ORLANDO, Fla.,None - For the first time in two and half years, Florida's unemployment rate dropped below 10 percent. The state's jobless rate dipped to 9.9 percent in December, and in the metro Orlando area the rate fell to 9.4 percent.
An economic forecaster told Eyewitness News reporter Melonie Holt that the drop in the unemployment rate is a step in the right direction, but we are still in a deep hole.
“It's just overwhelming,” said Miriam Marinaro, job seeker. “There are just so many people out of work.”
Marinaro has job skills, most recently as a sales assistant and a public relations specialist. What she doesn't have is a job.
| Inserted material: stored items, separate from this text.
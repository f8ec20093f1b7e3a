//! The document upsert coordinator.
//!
//! [`Pipeline`] owns every collaborator explicitly (store, download reader,
//! embedder, language detector, chunker) and drives the per-source flow:
//! normalize, chunk, clear the previous generation, embed and link-insert each
//! chunk, upsert the document row, insert metadata. Failures are contained at
//! the per-source boundary; a run over many sources proceeds regardless of
//! individual failures and reports timing for each.

pub mod linker;

use std::sync::Arc;
use std::time::{Duration, Instant};

use chrono::Utc;
use futures_util::{StreamExt, stream};
use tracing::{debug, error, info};
use uuid::Uuid;

use crate::chunking::{TokenChunker, TokenizerKind};
use crate::embedding::Embedder;
use crate::language::{LanguageDetector, StopwordDetector};
use crate::models::{NewChunk, NewDocument, NewEmbedding};
use crate::normalize;
use crate::store::{DocumentStore, PurgeSummary, RawDocumentSource};
use crate::types::PipelineError;

pub use linker::{ChunkLinker, LinkState};

/// Declared lower chunk bound recorded on every document row. Informational:
/// the chunker only enforces the upper bound.
const DEFAULT_MIN_CHUNK_SIZE: i64 = 212;

/// Normalized output format recorded on documents.
const DOCUMENT_FORMAT: &str = "md";

/// Tunables for a pipeline run.
#[derive(Debug, Clone)]
pub struct PipelineConfig {
    /// Maximum number of sources processed at once.
    pub concurrency: usize,
    /// Value recorded as the document's `min_chunk_size`.
    pub min_chunk_size: i64,
}

impl Default for PipelineConfig {
    fn default() -> Self {
        Self {
            concurrency: 4,
            min_chunk_size: DEFAULT_MIN_CHUNK_SIZE,
        }
    }
}

/// What one successful source run produced.
#[derive(Debug, Clone)]
pub struct SourceOutcome {
    pub source_id: String,
    pub document_id: String,
    pub chunk_count: usize,
    /// Rows cleared from the previous generation before inserting.
    pub purged: PurgeSummary,
}

/// Per-source result with timing, successful or not.
#[derive(Debug)]
pub struct SourceReport {
    pub source_id: String,
    pub elapsed: Duration,
    pub result: Result<SourceOutcome, PipelineError>,
}

/// Aggregate of one run over a set of sources.
#[derive(Debug)]
pub struct RunSummary {
    pub reports: Vec<SourceReport>,
    pub elapsed: Duration,
}

impl RunSummary {
    pub fn processed(&self) -> usize {
        self.reports.iter().filter(|r| r.result.is_ok()).count()
    }

    pub fn failed(&self) -> usize {
        self.reports.len() - self.processed()
    }
}

/// Coordinator for the normalize → chunk → embed → link → upsert flow.
pub struct Pipeline {
    store: Arc<dyn DocumentStore>,
    downloads: Arc<dyn RawDocumentSource>,
    embedder: Arc<dyn Embedder>,
    detector: Arc<dyn LanguageDetector>,
    chunker: TokenChunker,
    config: PipelineConfig,
}

impl Pipeline {
    pub fn builder() -> PipelineBuilder {
        PipelineBuilder::default()
    }

    pub fn config(&self) -> &PipelineConfig {
        &self.config
    }

    /// Runs the full flow for one source.
    ///
    /// Everything committed before a failure stays committed: each store
    /// operation is an independent unit of work and there is no rollback.
    pub async fn process_source(&self, source_id: &str) -> Result<SourceOutcome, PipelineError> {
        let raw = self.downloads.fetch_raw_document(source_id).await?;
        let normalized = normalize::wp_payload(&raw.body)?;

        let natural_lang = self.detector.detect(&normalized.content);
        if natural_lang.is_none() {
            debug!(source_id, "language detection gave no verdict");
        }

        let model = self.embedder.model();
        let slices = self.chunker.chunk(&normalized.content, model.max_context)?;

        // The document row is written last, but chunks reference its id now:
        // reuse the existing document's id on reprocessing, otherwise
        // pre-assign one.
        let document_id = match self.store.find_document_by_source(source_id).await? {
            Some(existing) => existing.id,
            None => Uuid::new_v4().to_string(),
        };

        let purged = self.store.delete_document_data(&document_id).await?;
        if purged != PurgeSummary::default() {
            debug!(
                source_id,
                chunks = purged.chunks,
                embeddings = purged.embeddings,
                metadata = purged.metadata,
                "cleared previous document generation"
            );
        }

        let mut linker = ChunkLinker::new(self.store.as_ref());
        for slice in &slices {
            let vector = self.embedder.embed(&slice.body).await?;
            let chunk_id = linker
                .append(NewChunk {
                    document_id: document_id.clone(),
                    body: slice.body.clone(),
                    byte_size: slice.byte_size as i64,
                    tokenizer: self.chunker.tokenizer_name().to_string(),
                    token_count: slice.token_count as i64,
                    natural_lang: natural_lang.clone(),
                    left_chunk_id: None,
                })
                .await?;
            self.store
                .insert_embedding(&NewEmbedding::for_chunk(&chunk_id, &model.name, vector))
                .await?;
        }

        let document_id = self
            .store
            .upsert_document(
                &document_id,
                &NewDocument {
                    source_id: source_id.to_string(),
                    download_id: raw.download_id,
                    format: DOCUMENT_FORMAT.to_string(),
                    min_chunk_size: self.config.min_chunk_size,
                    max_chunk_size: model.max_context as i64,
                    published_at: normalized.published_at,
                    modified_at: normalized.modified_at,
                    indexed_at: Utc::now(),
                },
            )
            .await?;

        for (key, value) in normalized.metadata_entries() {
            self.store
                .insert_metadata(&document_id, key, &value)
                .await?;
        }

        Ok(SourceOutcome {
            source_id: source_id.to_string(),
            document_id,
            chunk_count: slices.len(),
            purged,
        })
    }

    /// Processes every source over a bounded worker pool and reports timing.
    ///
    /// A failing source never aborts its siblings; the summary carries one
    /// report per input source and the total elapsed time.
    pub async fn run(&self, source_ids: Vec<String>) -> RunSummary {
        let started = Instant::now();
        let concurrency = self.config.concurrency.max(1);

        let reports: Vec<SourceReport> = stream::iter(source_ids.into_iter().map(|source_id| {
            async move {
                let source_started = Instant::now();
                let result = self.process_source(&source_id).await;
                let elapsed = source_started.elapsed();
                match &result {
                    Ok(outcome) => info!(
                        source_id,
                        document_id = %outcome.document_id,
                        chunks = outcome.chunk_count,
                        elapsed_ms = elapsed.as_millis() as u64,
                        "processed source"
                    ),
                    Err(err) => error!(
                        source_id,
                        error = %err,
                        elapsed_ms = elapsed.as_millis() as u64,
                        "source pipeline failed"
                    ),
                }
                SourceReport {
                    source_id,
                    elapsed,
                    result,
                }
            }
        }))
        .buffer_unordered(concurrency)
        .collect()
        .await;

        let summary = RunSummary {
            reports,
            elapsed: started.elapsed(),
        };
        info!(
            processed = summary.processed(),
            failed = summary.failed(),
            elapsed_ms = summary.elapsed.as_millis() as u64,
            "run complete"
        );
        summary
    }
}

/// Assembles a [`Pipeline`] from its collaborators.
#[derive(Default)]
pub struct PipelineBuilder {
    store: Option<Arc<dyn DocumentStore>>,
    downloads: Option<Arc<dyn RawDocumentSource>>,
    embedder: Option<Arc<dyn Embedder>>,
    detector: Option<Arc<dyn LanguageDetector>>,
    tokenizer: TokenizerKind,
    config: PipelineConfig,
}

impl PipelineBuilder {
    #[must_use]
    pub fn store(mut self, store: Arc<dyn DocumentStore>) -> Self {
        self.store = Some(store);
        self
    }

    #[must_use]
    pub fn downloads(mut self, downloads: Arc<dyn RawDocumentSource>) -> Self {
        self.downloads = Some(downloads);
        self
    }

    #[must_use]
    pub fn embedder(mut self, embedder: Arc<dyn Embedder>) -> Self {
        self.embedder = Some(embedder);
        self
    }

    /// Overrides the default [`StopwordDetector`].
    #[must_use]
    pub fn detector(mut self, detector: Arc<dyn LanguageDetector>) -> Self {
        self.detector = Some(detector);
        self
    }

    #[must_use]
    pub fn tokenizer(mut self, tokenizer: TokenizerKind) -> Self {
        self.tokenizer = tokenizer;
        self
    }

    #[must_use]
    pub fn config(mut self, config: PipelineConfig) -> Self {
        self.config = config;
        self
    }

    pub fn build(self) -> Result<Pipeline, PipelineError> {
        let store = self
            .store
            .ok_or_else(|| PipelineError::Configuration("pipeline requires a store".to_string()))?;
        let downloads = self.downloads.ok_or_else(|| {
            PipelineError::Configuration("pipeline requires a raw document source".to_string())
        })?;
        let embedder = self.embedder.ok_or_else(|| {
            PipelineError::Configuration("pipeline requires an embedder".to_string())
        })?;
        let detector = self
            .detector
            .unwrap_or_else(|| Arc::new(StopwordDetector::new()));
        let chunker = TokenChunker::new(self.tokenizer)?;

        Ok(Pipeline {
            store,
            downloads,
            embedder,
            detector,
            chunker,
            config: self.config,
        })
    }
}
“I don't have the luxury of getting disgusted. I have to eat, I have bills and through all of this I have maintained myself,” said Marinaro.
However, as Marinaro explained to Holt from the Crisis Center at the Community Food and Outreach Center in Orlando, that is getting harder to do. And from where she is sitting, there is not as whole lot of difference between a 10 percent and a 9.9 percent unemployment rate.
“I think they need to not just look at the numbers, they need to look at the people,” said Andrae Bailey of the Community Food and Outreach Center. “What we're seeing is the depth and breadth of their crisis and their circumstances continue to get worse.”
University of Central Florida economist Sean Snaith said the drop in unemployment may provide some psychological comfort, but our recovery is a slow one.
“We've lost a lot of jobs. 9.9 % is still a painfully high unemployment rate,” said Snaith.
Snaith added that the rate that doesn't take into account underemployment, or people who have just plain given up searching for work.
Governor Scott credits recent gains on lower taxes and less regulation, but Snaith told Eyewitness News that more jobs must be added in order to stabilize housing, which would bolster consumer confidence.
“There's no magic policy, there's no panacea. This is going to take some time,” said Snaith.
Snaith told Eyewitness News that it will probably be 2015 before unemployment numbers recover to their pre-recession levels.